There are three situations that can cause cramps:

  • Miscarriage. About 20% of pregnancies end in miscarriage within the first three months. (A miscarriage occurs when the embryo has not developed sufficiently to survive outside the uterus).
    Severe cramping in the first three months of pregnancy (often along with vaginal bleeding) may indicate problems.
  • Ectopic pregnancyIf the fertilized egg implants outside the uterine cavity, it is not able to survive and causes severe abdominal pain and bleeding.
    The cramps occur in the first weeks of pregnancy.
  • Premature birthEvery year, hundreds of thousands of children are born before the 9th month.

A premature birth can be recognized by various signs, including abdominal cramps.

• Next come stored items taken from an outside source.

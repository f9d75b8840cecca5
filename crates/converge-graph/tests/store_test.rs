use converge_graph::{Edge, GraphStore, Node, StoreError};

#[tokio::test]
async fn test_create_conversation_links_root() {
    let store = GraphStore::new();
    let conversation = store
        .create_conversation("New Conversation", "You are a helpful AI assistant.")
        .await;

    assert_eq!(conversation.root_node_id, conversation.active_node_id);

    let root = store.get_node(conversation.root_node_id).await.unwrap();
    assert!(root.is_root());
    assert_eq!(root.conversation_id, conversation.id);
    assert_eq!(root.context, "You are a helpful AI assistant.");
    assert_eq!(root.query, None);
    assert_eq!(root.response, None);
}

#[tokio::test]
async fn test_get_conversation_not_found() {
    let store = GraphStore::new();
    let result = store.get_conversation(uuid::Uuid::new_v4()).await;
    assert_eq!(result.unwrap_err(), StoreError::ConversationNotFound);
}

#[tokio::test]
async fn test_list_conversations_most_recently_updated_first() {
    let store = GraphStore::new();
    let first = store.create_conversation("first", "ctx").await;
    let second = store.create_conversation("second", "ctx").await;

    // Touching the first conversation moves it to the front.
    store
        .select_node(first.id, first.root_node_id)
        .await
        .unwrap();

    let listed = store.list_conversations().await;
    assert_eq!(listed.len(), 2);
    assert_eq!(listed[0].id, first.id);
    assert_eq!(listed[1].id, second.id);
}

#[tokio::test]
async fn test_delete_conversation_cascades_and_spares_others() {
    let store = GraphStore::new();
    let doomed = store.create_conversation("doomed", "ctx").await;
    let survivor = store.create_conversation("survivor", "ctx").await;

    let child = store
        .create_node(Node::child(
            doomed.id,
            doomed.root_node_id,
            "ctx",
            "Hi",
            None,
        ))
        .await;
    let edge = store
        .create_edge(Edge::new(doomed.root_node_id, child.id, "Hi"))
        .await;

    assert!(store.delete_conversation(doomed.id).await);

    assert!(store.get_conversation(doomed.id).await.is_err());
    assert!(store.get_node(doomed.root_node_id).await.is_err());
    assert!(store.get_node(child.id).await.is_err());
    assert!(store.get_edge(edge.id).await.is_err());

    // The other conversation is untouched.
    assert!(store.get_conversation(survivor.id).await.is_ok());
    assert!(store.get_node(survivor.root_node_id).await.is_ok());
}

#[tokio::test]
async fn test_delete_conversation_drops_its_turn_lock() {
    let store = GraphStore::new();
    let conversation = store.create_conversation("t", "ctx").await;

    let before = store.turn_lock(conversation.id).await;
    assert!(store.delete_conversation(conversation.id).await);

    // A fresh entry after deletion proves the old one was pruned.
    let after = store.turn_lock(conversation.id).await;
    assert!(!std::sync::Arc::ptr_eq(&before, &after));
}

#[tokio::test]
async fn test_delete_conversation_unknown_id_is_noop() {
    let store = GraphStore::new();
    assert!(!store.delete_conversation(uuid::Uuid::new_v4()).await);
}

#[tokio::test]
async fn test_delete_node_removes_subtree_and_incident_edges() {
    let store = GraphStore::new();
    let conversation = store.create_conversation("t", "ctx").await;
    let root_id = conversation.root_node_id;

    // root -> a -> b, root -> c (c is outside the deleted subtree)
    let a = store
        .create_node(Node::child(conversation.id, root_id, "ctx", "a", None))
        .await;
    let b = store
        .create_node(Node::child(conversation.id, a.id, "ctx", "b", None))
        .await;
    let c = store
        .create_node(Node::child(conversation.id, root_id, "ctx", "c", None))
        .await;
    let edge_a = store.create_edge(Edge::new(root_id, a.id, "a")).await;
    let edge_b = store.create_edge(Edge::new(a.id, b.id, "b")).await;
    let edge_c = store.create_edge(Edge::new(root_id, c.id, "c")).await;

    store.delete_node(a.id).await.unwrap();

    assert!(store.get_node(a.id).await.is_err());
    assert!(store.get_node(b.id).await.is_err());
    assert!(store.get_edge(edge_a.id).await.is_err());
    assert!(store.get_edge(edge_b.id).await.is_err());

    // Sibling subtree untouched.
    assert!(store.get_node(c.id).await.is_ok());
    assert!(store.get_edge(edge_c.id).await.is_ok());
    assert!(store.get_node(root_id).await.is_ok());
}

#[tokio::test]
async fn test_delete_root_node_rejected() {
    let store = GraphStore::new();
    let conversation = store.create_conversation("t", "ctx").await;

    let result = store.delete_node(conversation.root_node_id).await;
    assert_eq!(result.unwrap_err(), StoreError::RootDeletion);
    assert!(store.get_node(conversation.root_node_id).await.is_ok());
}

#[tokio::test]
async fn test_delete_node_unknown_id() {
    let store = GraphStore::new();
    let result = store.delete_node(uuid::Uuid::new_v4()).await;
    assert_eq!(result.unwrap_err(), StoreError::NodeNotFound);
}

#[tokio::test]
async fn test_get_ancestors_follows_parent_links_from_root() {
    let store = GraphStore::new();
    let conversation = store.create_conversation("t", "ctx").await;
    let root_id = conversation.root_node_id;

    let a = store
        .create_node(Node::child(conversation.id, root_id, "ctx", "a", None))
        .await;
    let b = store
        .create_node(Node::child(conversation.id, a.id, "ctx", "b", None))
        .await;

    let path = store.get_ancestors(b.id).await.unwrap();
    let ids: Vec<_> = path.iter().map(|n| n.id).collect();
    assert_eq!(ids, vec![root_id, a.id, b.id]);

    // No repeated nodes, strictly parent-linked.
    for pair in path.windows(2) {
        assert_eq!(pair[1].parent_id, Some(pair[0].id));
    }
}

#[tokio::test]
async fn test_get_ancestors_of_root_is_single_entry() {
    let store = GraphStore::new();
    let conversation = store.create_conversation("t", "ctx").await;

    let path = store.get_ancestors(conversation.root_node_id).await.unwrap();
    assert_eq!(path.len(), 1);
    assert_eq!(path[0].id, conversation.root_node_id);
}

#[tokio::test]
async fn test_get_ancestors_unknown_node() {
    let store = GraphStore::new();
    let result = store.get_ancestors(uuid::Uuid::new_v4()).await;
    assert_eq!(result.unwrap_err(), StoreError::NodeNotFound);
}

#[tokio::test]
async fn test_get_children() {
    let store = GraphStore::new();
    let conversation = store.create_conversation("t", "ctx").await;
    let root_id = conversation.root_node_id;

    let a = store
        .create_node(Node::child(conversation.id, root_id, "ctx", "a", None))
        .await;
    let b = store
        .create_node(Node::child(conversation.id, root_id, "ctx", "b", None))
        .await;

    let mut children: Vec<_> = store
        .get_children(root_id)
        .await
        .into_iter()
        .map(|n| n.id)
        .collect();
    children.sort();
    let mut expected = vec![a.id, b.id];
    expected.sort();
    assert_eq!(children, expected);
}

#[tokio::test]
async fn test_select_node_updates_active() {
    let store = GraphStore::new();
    let conversation = store.create_conversation("t", "ctx").await;
    let child = store
        .create_node(Node::child(
            conversation.id,
            conversation.root_node_id,
            "ctx",
            "q",
            None,
        ))
        .await;

    store.select_node(conversation.id, child.id).await.unwrap();

    let refreshed = store.get_conversation(conversation.id).await.unwrap();
    assert_eq!(refreshed.active_node_id, child.id);
    assert!(refreshed.updated_at >= conversation.updated_at);
}

#[tokio::test]
async fn test_select_node_from_another_conversation_rejected() {
    let store = GraphStore::new();
    let one = store.create_conversation("one", "ctx").await;
    let two = store.create_conversation("two", "ctx").await;

    let result = store.select_node(one.id, two.root_node_id).await;
    assert_eq!(result.unwrap_err(), StoreError::ForeignNode);

    let refreshed = store.get_conversation(one.id).await.unwrap();
    assert_eq!(refreshed.active_node_id, one.root_node_id);
}

#[tokio::test]
async fn test_finalize_node_writes_response_and_metadata() {
    let store = GraphStore::new();
    let conversation = store.create_conversation("t", "ctx").await;
    let child = store
        .create_node(Node::child(
            conversation.id,
            conversation.root_node_id,
            "ctx",
            "q",
            None,
        ))
        .await;

    store
        .finalize_node(child.id, "Hello".to_string(), "some/model".to_string(), 42)
        .await
        .unwrap();

    let node = store.get_node(child.id).await.unwrap();
    assert_eq!(node.response.as_deref(), Some("Hello"));
    assert_eq!(node.model.as_deref(), Some("some/model"));
    assert_eq!(node.latency_ms, Some(42));
}

#[tokio::test]
async fn test_conversation_views_are_filtered() {
    let store = GraphStore::new();
    let one = store.create_conversation("one", "ctx").await;
    let two = store.create_conversation("two", "ctx").await;

    let child = store
        .create_node(Node::child(one.id, one.root_node_id, "ctx", "q", None))
        .await;
    store
        .create_edge(Edge::new(one.root_node_id, child.id, "q"))
        .await;

    assert_eq!(store.get_conversation_nodes(one.id).await.len(), 2);
    assert_eq!(store.get_conversation_edges(one.id).await.len(), 1);
    assert_eq!(store.get_conversation_nodes(two.id).await.len(), 1);
    assert_eq!(store.get_conversation_edges(two.id).await.len(), 0);
}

Is it normal to feel cramps a few days after giving birth?
Yes. Many women have abdominal pain and cramps that get worse when breastfeeding.
They are provoked by the contractions of the uterus, which is trying to regain its original size. The cramps can last up to a week after birth.

Cramps when running

Sometimes you want to lie down on the bed after an aerobic workout because of the abdominal cramps in embryonic position.
However, you don’t have to stop running for fear of the pain.

Food and drink
You can prevent abdominal cramps if nothing is eaten 2 to 4 hours before training.
Dehydration (dehydration) can also cause cramps; you should drink before, during and after training.

Treatment of muscles
Strengthening the muscles through exercises such as abdominal presses (crunches) can prevent cramps during training.
If cramps occur, it is necessary to take a break and take a deep breath.